Arriving at Hickory near dinner time, we find another charming little Mayberry-like town that the state is full of. Now Mayberry is, of course, an unobtainable fiction and all towns have problems. But the towns we've seen are beautiful examples of small town America populated by some very friendly folks.
We pull in for dinner at the Hickory Station, a nice dinner and steak house set in the restored railroad depot. As my wife dines on some savory shrimp, Tim on a nice juicy burger, and me on a tender rib-eye, we enjoy the wonderful view of the twinkling lights of downtown and the hills beyond. After dinner, the host invites us into the kitchen to meet the chef and after a nice chat we head on back to Charlotte.
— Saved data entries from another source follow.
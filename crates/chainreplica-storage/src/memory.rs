//! In-memory storage backend.
//!
//! Keeps replicated records and manager checkpoints in RAM and carries the
//! control channel over a tokio mpsc channel. Useful for testing and for
//! embedding a replica that does not need persistence.

use std::collections::{BTreeMap, HashMap};
use std::sync::atomic::{AtomicBool, Ordering};
use std::sync::Mutex;

use async_trait::async_trait;
use tokio::sync::mpsc;
use tracing::debug;

use chainreplica_core::error::ReplicaError;
use chainreplica_core::manager::{decode_checkpoint, NamespaceManagerState};
use chainreplica_core::namespace::Namespace;
use chainreplica_core::storage::{ControlReceiver, Database};
use chainreplica_core::types::DataId;

/// In-memory replica storage.
///
/// All data is lost when the process exits.
#[derive(Default)]
pub struct InMemoryDatabase {
    data: Mutex<BTreeMap<(Namespace, DataId), Vec<u8>>>,
    managers: Mutex<HashMap<Namespace, Vec<u8>>>,
    control: Mutex<Option<mpsc::UnboundedSender<String>>>,
    unavailable: AtomicBool,
    closed: AtomicBool,
}

impl InMemoryDatabase {
    pub fn new() -> Self {
        Self::default()
    }

    /// Send a control message to the subscribed listener.
    ///
    /// Returns `false` when nobody is listening; the message is dropped.
    pub fn publish(&self, payload: impl Into<String>) -> bool {
        match self.control.lock().unwrap().as_ref() {
            Some(tx) => tx.send(payload.into()).is_ok(),
            None => false,
        }
    }

    pub fn get_data(&self, namespace: Namespace, id: DataId) -> Option<Vec<u8>> {
        self.data.lock().unwrap().get(&(namespace, id)).cloned()
    }

    /// Records of one namespace, ordered by id.
    pub fn records(&self, namespace: Namespace) -> Vec<(DataId, Vec<u8>)> {
        self.data
            .lock()
            .unwrap()
            .range((namespace, 0)..=(namespace, DataId::MAX))
            .map(|((_, id), payload)| (*id, payload.clone()))
            .collect()
    }

    pub fn data_count(&self, namespace: Namespace) -> usize {
        self.records(namespace).len()
    }

    /// Decoded checkpoint of a namespace, if one is stored and readable.
    pub fn manager_state(&self, namespace: Namespace) -> Option<NamespaceManagerState> {
        let managers = self.managers.lock().unwrap();
        let checkpoint = managers.get(&namespace)?;
        decode_checkpoint(checkpoint).ok().map(|(state, _)| state)
    }

    /// Store a raw checkpoint, bypassing the manager.
    pub fn insert_checkpoint(&self, namespace: Namespace, checkpoint: Vec<u8>) {
        self.managers.lock().unwrap().insert(namespace, checkpoint);
    }

    /// Make every call fail with a storage error (simulated outage).
    pub fn set_unavailable(&self, unavailable: bool) {
        self.unavailable.store(unavailable, Ordering::SeqCst);
    }

    pub fn is_closed(&self) -> bool {
        self.closed.load(Ordering::SeqCst)
    }

    fn check(&self) -> Result<(), ReplicaError> {
        if self.unavailable.load(Ordering::SeqCst) {
            return Err(ReplicaError::Storage("in-memory database unavailable".into()));
        }
        Ok(())
    }
}

#[async_trait]
impl Database for InMemoryDatabase {
    async fn ping(&self) -> Result<(), ReplicaError> {
        self.check()
    }

    async fn store_data(&self, namespace: Namespace, id: DataId, data: &[u8]) -> Result<(), ReplicaError> {
        self.check()?;
        self.data.lock().unwrap().insert((namespace, id), data.to_vec());
        Ok(())
    }

    async fn delete_data(&self, namespace: Namespace, id: DataId) -> Result<(), ReplicaError> {
        self.check()?;
        self.data.lock().unwrap().remove(&(namespace, id));
        Ok(())
    }

    async fn save_manager(&self, namespace: Namespace, checkpoint: &[u8]) -> Result<(), ReplicaError> {
        self.check()?;
        self.managers.lock().unwrap().insert(namespace, checkpoint.to_vec());
        Ok(())
    }

    async fn load_managers(&self) -> Result<Vec<(Namespace, Vec<u8>)>, ReplicaError> {
        self.check()?;
        let managers = self.managers.lock().unwrap();
        let mut all: Vec<_> = managers.iter().map(|(ns, cp)| (*ns, cp.clone())).collect();
        all.sort_by_key(|(ns, _)| *ns);
        Ok(all)
    }

    async fn delete_manager(&self, namespace: Namespace) -> Result<(), ReplicaError> {
        self.check()?;
        self.managers.lock().unwrap().remove(&namespace);
        Ok(())
    }

    async fn subscribe_control(&self) -> Result<ControlReceiver, ReplicaError> {
        self.check()?;
        let (tx, rx) = mpsc::unbounded_channel();
        if self.control.lock().unwrap().replace(tx).is_some() {
            debug!("replaced existing control subscription");
        }
        Ok(rx)
    }

    async fn unsubscribe_control(&self) -> Result<(), ReplicaError> {
        self.control.lock().unwrap().take();
        Ok(())
    }

    async fn close(&self) -> Result<(), ReplicaError> {
        self.control.lock().unwrap().take();
        self.closed.store(true, Ordering::SeqCst);
        Ok(())
    }
}
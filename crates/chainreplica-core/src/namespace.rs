//! Namespace identifiers.
//!
//! A namespace groups the data written on chain into one logical stream when
//! it is replicated to external storage.

use std::fmt;
use std::str::FromStr;

use borsh::{BorshDeserialize, BorshSerialize};

use crate::error::ReplicaError;

/// Byte length of a namespace.
pub const NAMESPACE_BYTES: usize = 4;

/// A 4-byte namespace identifier.
#[derive(
    Debug, Clone, Copy, PartialEq, Eq, Hash, PartialOrd, Ord, Default, BorshSerialize, BorshDeserialize,
)]
pub struct Namespace(pub [u8; NAMESPACE_BYTES]);

impl Namespace {
    pub const fn new(bytes: [u8; NAMESPACE_BYTES]) -> Self {
        Self(bytes)
    }

    /// Parse the string form of a namespace. The input must be exactly
    /// [`NAMESPACE_BYTES`] bytes long.
    ///
    /// Only namespaces whose bytes are valid UTF-8 round-trip through
    /// `Display` and `load_str`; other namespaces display as `0x…` hex.
    pub fn load_str(s: &str) -> Result<Self, ReplicaError> {
        Self::from_slice(s.as_bytes())
    }

    /// Build a namespace from raw bytes of exactly [`NAMESPACE_BYTES`].
    pub fn from_slice(bytes: &[u8]) -> Result<Self, ReplicaError> {
        let arr: [u8; NAMESPACE_BYTES] =
            bytes
                .try_into()
                .map_err(|_| ReplicaError::InvalidNamespaceLength {
                    expected: NAMESPACE_BYTES,
                    actual: bytes.len(),
                })?;
        Ok(Self(arr))
    }

    pub fn as_bytes(&self) -> &[u8; NAMESPACE_BYTES] {
        &self.0
    }
}

/// Prints the raw bytes when they are valid UTF-8, `0x…` hex otherwise.
/// The hex form is never 4 bytes long, so it can't be mistaken for a namespace.
impl fmt::Display for Namespace {
    fn fmt(&self, f: &mut fmt::Formatter<'_>) -> fmt::Result {
        match std::str::from_utf8(&self.0) {
            Ok(s) => f.write_str(s),
            Err(_) => write!(f, "0x{}", hex::encode(self.0)),
        }
    }
}

impl FromStr for Namespace {
    type Err = ReplicaError;

    fn from_str(s: &str) -> Result<Self, Self::Err> {
        Self::load_str(s)
    }
}

impl From<[u8; NAMESPACE_BYTES]> for Namespace {
    fn from(bytes: [u8; NAMESPACE_BYTES]) -> Self {
        Self(bytes)
    }
}
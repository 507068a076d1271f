//! The data store: owns the namespace managers and the control listener.
//!
//! ```text
//! Database::subscribe_control ─► listener task ─► handle_sub_event
//!                                                   ├── Start → NamespaceManager::new + subscribe_cs
//!                                                   └── End   → unsubscribe_cs + delete checkpoint
//! ```

use std::collections::HashMap;
use std::sync::Arc;

use futures::future::join_all;
use tokio::sync::Mutex;
use tokio::task::JoinHandle;
use tracing::{debug, error, info, warn};

use crate::config::{DataStoreConfig, ReplicationMode};
use crate::consensus::ConsensusSet;
use crate::error::ReplicaError;
use crate::event::{SubAction, SubEvent};
use crate::logging::init_tracing;
use crate::manager::NamespaceManager;
use crate::namespace::Namespace;
use crate::storage::{ControlReceiver, Database};
use crate::types::Timestamp;

struct Inner {
    cs: Arc<dyn ConsensusSet>,
    db: Arc<dyn Database>,
    config: DataStoreConfig,
    managers: Mutex<HashMap<Namespace, Arc<NamespaceManager>>>,
}

/// Replicates the namespaces requested over the control channel.
pub struct DataStore {
    inner: Arc<Inner>,
    listener: Option<JoinHandle<()>>,
}

impl DataStore {
    /// Start a data store: check storage, recover persisted managers and
    /// begin listening for control messages.
    pub async fn new(
        cs: Arc<dyn ConsensusSet>,
        db: Arc<dyn Database>,
        config: DataStoreConfig,
    ) -> Result<Self, ReplicaError> {
        config.validate()?;
        db.ping().await?;
        init_tracing(&config.log, Some(&config.persist_dir))?;

        let inner = Arc::new(Inner {
            cs,
            db,
            config,
            managers: Mutex::new(HashMap::new()),
        });
        inner.recover().await?;

        let control = inner.db.subscribe_control().await?;
        let listener = tokio::spawn(listen(Arc::clone(&inner), control));

        info!(
            chain = %inner.config.chain.name,
            mode = ?inner.config.replication,
            persist_dir = %inner.config.persist_dir.display(),
            "Data store started"
        );
        Ok(Self {
            inner,
            listener: Some(listener),
        })
    }

    /// Apply one control event. The listener calls this for every valid
    /// control message.
    pub async fn handle_sub_event(&self, ev: SubEvent) {
        self.inner.handle_sub_event(ev).await
    }

    /// Namespaces currently replicated, sorted.
    pub async fn namespaces(&self) -> Vec<Namespace> {
        let mut namespaces: Vec<_> = self.inner.managers.lock().await.keys().copied().collect();
        namespaces.sort();
        namespaces
    }

    pub async fn manager(&self, namespace: &Namespace) -> Option<Arc<NamespaceManager>> {
        self.inner.managers.lock().await.get(namespace).cloned()
    }

    pub fn config(&self) -> &DataStoreConfig {
        &self.inner.config
    }

    /// Shut down: stop the control listener, unsubscribe every manager and
    /// close storage. Returns the storage close error, if any.
    pub async fn close(mut self) -> Result<(), ReplicaError> {
        let unsubscribed = self.inner.db.unsubscribe_control().await;
        if let Some(listener) = self.listener.take() {
            match unsubscribed {
                // The receiver is closed, the listener drains and exits.
                Ok(()) => {
                    let _ = listener.await;
                }
                Err(e) => {
                    error!(error = %e, "Failed to unsubscribe from control channel");
                    listener.abort();
                }
            }
        }

        let managers: Vec<_> = self.inner.managers.lock().await.values().cloned().collect();
        let tasks = managers.into_iter().map(|nsm| {
            tokio::spawn(async move {
                nsm.unsubscribe_cs().await;
            })
        });
        join_all(tasks).await;

        let closed = self.inner.db.close().await;
        match &closed {
            Ok(()) => info!("Data store closed"),
            Err(e) => error!(error = %e, "Failed to close database"),
        }
        closed
    }
}

impl Drop for DataStore {
    fn drop(&mut self) {
        if let Some(listener) = self.listener.take() {
            listener.abort();
        }
    }
}

async fn listen(inner: Arc<Inner>, mut control: ControlReceiver) {
    while let Some(payload) = control.recv().await {
        match SubEvent::parse(&payload) {
            Some(ev) => inner.handle_sub_event(ev).await,
            None => debug!(payload = %payload, "Ignoring malformed control message"),
        }
    }
    debug!("Control channel closed");
}

impl Inner {
    fn buffer_size(&self) -> Option<usize> {
        self.config.buffer_size()
    }

    /// Reload persisted managers and resubscribe them.
    async fn recover(&self) -> Result<(), ReplicaError> {
        let checkpoints = self.db.load_managers().await?;
        let mut managers = self.managers.lock().await;
        for (namespace, checkpoint) in checkpoints {
            let nsm = match NamespaceManager::restore(namespace, Arc::clone(&self.db), &checkpoint, self.buffer_size()) {
                Ok(nsm) => Arc::new(nsm),
                Err(e) => {
                    warn!(namespace = %namespace, error = %e, "Skipping unreadable namespace manager");
                    continue;
                }
            };
            let state = nsm.state().await;
            info!(
                namespace = %namespace,
                height = state.block_height,
                data_id = state.data_id,
                "Recovered namespace manager"
            );
            self.spawn_subscribe(Arc::clone(&nsm));
            managers.insert(namespace, nsm);
        }
        Ok(())
    }

    fn spawn_subscribe(&self, nsm: Arc<NamespaceManager>) {
        let cs = Arc::clone(&self.cs);
        tokio::spawn(async move {
            let namespace = nsm.namespace();
            if let Err(e) = nsm.subscribe_cs(cs).await {
                error!(namespace = %namespace, error = %e, "Failed to subscribe to consensus set");
            }
        });
    }

    async fn handle_sub_event(&self, ev: SubEvent) {
        match ev.action {
            SubAction::Start => self.start(ev.namespace, ev.start).await,
            SubAction::End => self.end(ev.namespace).await,
        }
    }

    async fn start(&self, namespace: Namespace, start: Timestamp) {
        let mut managers = self.managers.lock().await;
        let evicted = managers.remove(&namespace);
        if let Some(old) = &evicted {
            info!(namespace = %namespace, "Replacing existing namespace manager");
            old.unsubscribe_cs().await;
        }

        let nsm = Arc::new(NamespaceManager::new(
            namespace,
            Arc::clone(&self.db),
            start,
            self.buffer_size(),
        ));
        if let Err(e) = nsm.save().await {
            error!(namespace = %namespace, error = %e, "Failed to save new namespace manager");
            // The evicted manager is closed; its checkpoint must not come back on restart.
            if let Some(old) = evicted {
                if let Err(e) = old.delete().await {
                    error!(namespace = %namespace, error = %e, "Failed to delete replaced namespace manager state");
                }
            }
            return;
        }
        info!(namespace = %namespace, start, "Subscribed namespace");
        managers.insert(namespace, Arc::clone(&nsm));
        self.spawn_subscribe(nsm);
    }

    async fn end(&self, namespace: Namespace) {
        let mut managers = self.managers.lock().await;
        let Some(nsm) = managers.remove(&namespace) else {
            debug!(namespace = %namespace, "Unsubscribe for unknown namespace");
            return;
        };
        nsm.unsubscribe_cs().await;
        if let Err(e) = nsm.delete().await {
            error!(namespace = %namespace, error = %e, "Failed to delete namespace manager state");
        }
        info!(namespace = %namespace, "Unsubscribed namespace");
    }
}

/// Fluent builder for [`DataStore`].
///
/// ```rust,no_run
/// # async fn run(
/// #     cs: std::sync::Arc<dyn chainreplica_core::ConsensusSet>,
/// #     db: std::sync::Arc<dyn chainreplica_core::Database>,
/// # ) -> Result<(), chainreplica_core::ReplicaError> {
/// use chainreplica_core::{DataStoreBuilder, ReplicationMode};
///
/// let store = DataStoreBuilder::new()
///     .persist_dir("/var/lib/replica")
///     .maturity_delay(6)
///     .replication(ReplicationMode::Matured)
///     .consensus(cs)
///     .storage(db)
///     .build()
///     .await?;
/// # store.close().await
/// # }
/// ```
#[derive(Default)]
pub struct DataStoreBuilder {
    config: DataStoreConfig,
    cs: Option<Arc<dyn ConsensusSet>>,
    db: Option<Arc<dyn Database>>,
}

impl DataStoreBuilder {
    pub fn new() -> Self {
        Self::default()
    }

    /// Replace the whole configuration.
    pub fn config(mut self, config: DataStoreConfig) -> Self {
        self.config = config;
        self
    }

    /// Directory for the log file.
    pub fn persist_dir(mut self, dir: impl Into<std::path::PathBuf>) -> Self {
        self.config.persist_dir = dir.into();
        self
    }

    pub fn chain(mut self, name: impl Into<String>) -> Self {
        self.config.chain.name = name.into();
        self
    }

    /// Blocks a record waits before it is replicated in matured mode.
    pub fn maturity_delay(mut self, blocks: u64) -> Self {
        self.config.chain.maturity_delay = blocks;
        self
    }

    pub fn replication(mut self, mode: ReplicationMode) -> Self {
        self.config.replication = mode;
        self
    }

    pub fn log_level(mut self, level: impl Into<String>) -> Self {
        self.config.log.level = level.into();
        self
    }

    pub fn consensus(mut self, cs: Arc<dyn ConsensusSet>) -> Self {
        self.cs = Some(cs);
        self
    }

    pub fn storage(mut self, db: Arc<dyn Database>) -> Self {
        self.db = Some(db);
        self
    }

    /// Start the data store.
    pub async fn build(self) -> Result<DataStore, ReplicaError> {
        let cs = self.cs.ok_or(ReplicaError::MissingConsensus)?;
        let db = self.db.ok_or(ReplicaError::MissingStorage)?;
        DataStore::new(cs, db, self.config).await
    }
}
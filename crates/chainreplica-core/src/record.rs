//! Tagged record extraction.
//!
//! Applications smuggle records onto the chain inside a transaction's
//! arbitrary data. A tagged record is laid out as
//!
//! ```text
//! Specifier (16 bytes) ‖ Namespace (4 bytes) ‖ Payload (rest of the blob)
//! ```
//!
//! There is no length prefix: the payload is whatever follows the namespace.

use crate::namespace::{Namespace, NAMESPACE_BYTES};
use crate::types::Transaction;

/// Byte length of a specifier.
pub const SPECIFIER_LEN: usize = 16;

/// Reserved tag prefix of a tagged record. Not interpreted.
pub type Specifier = [u8; SPECIFIER_LEN];

/// A record parsed out of an arbitrary-data blob, borrowing the blob.
#[derive(Debug, Clone, Copy, PartialEq, Eq)]
pub struct TaggedRecord<'a> {
    pub specifier: Specifier,
    pub namespace: Namespace,
    pub payload: &'a [u8],
}

/// Split a blob into specifier, namespace and payload.
///
/// Returns `None` for blobs too short to hold a specifier and a namespace.
pub fn extract(blob: &[u8]) -> Option<TaggedRecord<'_>> {
    if blob.len() < SPECIFIER_LEN + NAMESPACE_BYTES {
        return None;
    }
    let (specifier, rest) = blob.split_at(SPECIFIER_LEN);
    let (namespace, payload) = rest.split_at(NAMESPACE_BYTES);
    Some(TaggedRecord {
        specifier: specifier.try_into().ok()?,
        namespace: Namespace(namespace.try_into().ok()?),
        payload,
    })
}

/// All payloads in `tx` addressed to `namespace`, in blob order.
///
/// Correctly addressed blobs with an empty payload are noise and skipped.
pub fn matching_records<'a>(tx: &'a Transaction, namespace: &Namespace) -> Vec<&'a [u8]> {
    tx.arbitrary_data
        .iter()
        .filter_map(|blob| extract(blob))
        .filter(|rec| rec.namespace == *namespace && !rec.payload.is_empty())
        .map(|rec| rec.payload)
        .collect()
}

/// Build a tagged record blob.
pub fn encode_record(specifier: &Specifier, namespace: &Namespace, payload: &[u8]) -> Vec<u8> {
    let mut blob = Vec::with_capacity(SPECIFIER_LEN + NAMESPACE_BYTES + payload.len());
    blob.extend_from_slice(specifier);
    blob.extend_from_slice(namespace.as_bytes());
    blob.extend_from_slice(payload);
    blob
}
The next day, we head over to the hometown of Elizabeth Dole, Salisbury. Here, we ride on the historic restored steam train at the railroad museum. The coal fired locomotive gives us a clue as to why it's not used as a fuel on modern trains anymore. Our skin, hair, and even teeth are filled with a fine, gritty soot as the smoke from the burning coal settles over the entire train.
The town offers a self guided tour of its magnificent old homes, some dating back to the 17th century. We marvel at these grand old buildings and head back for another night in the big city.
The only place open (and for only a few minutes more) is a barbecue place just outside of town on the road to nearby Spindale. I'm sorry to say that North Carolina barbecue and me just don't get along...just way to vinegary. The food was atrocious but luckily, it's the worst we would have to endure.
The Pinebrae is a antebellum style mansion situated on 15 acres of prime western North Carolina countryside with woods to wander through, great expanses of lawn, and many wild furry visitors popping through.
The owners, Alan and Charlotte, tell us it used to be a home for troubled youths back in the depression years. Now it's a beautiful home with four guest rooms for travelers. And fellow travelers here tend to be nice and quiet since most of their guests are visiting doctors working at the hospital down the road.
Travelling through the countryside towards nearby Asheville, we stop at roadside stands to pick up home made jams, jellies, and preserves to take back with us.
We travel over to the Great Smoky Mountains National Park and hike up to the top of Clingman's Dome, the second highest point in the state and the highest point of neighboring Tennessee (the state line bisects the peak).
We did make it after much effort and the view into neighboring Tennessee is astonishing. After a hair-raising walk 'n roll back down to the parking lot, we head over to Dillsborough to board the Great Smokey Mountain Railroad.
The train makes it back to Dillsborough at 6:00pm and after browsing through the few shops still open at that time, we have dinner at the unpretentious Dillsborough Steak and Seafood house for a delicious dinner before heading back over to Rutherfordton.
We spend our last full day here shopping for souvenirs in town and taking one last drive through the countryside. The next day, after having one last hot southern breakfast we say goodbye to our hosts and take that 2 hour drive back to Charlotte for the most regretable part of our trip...going home.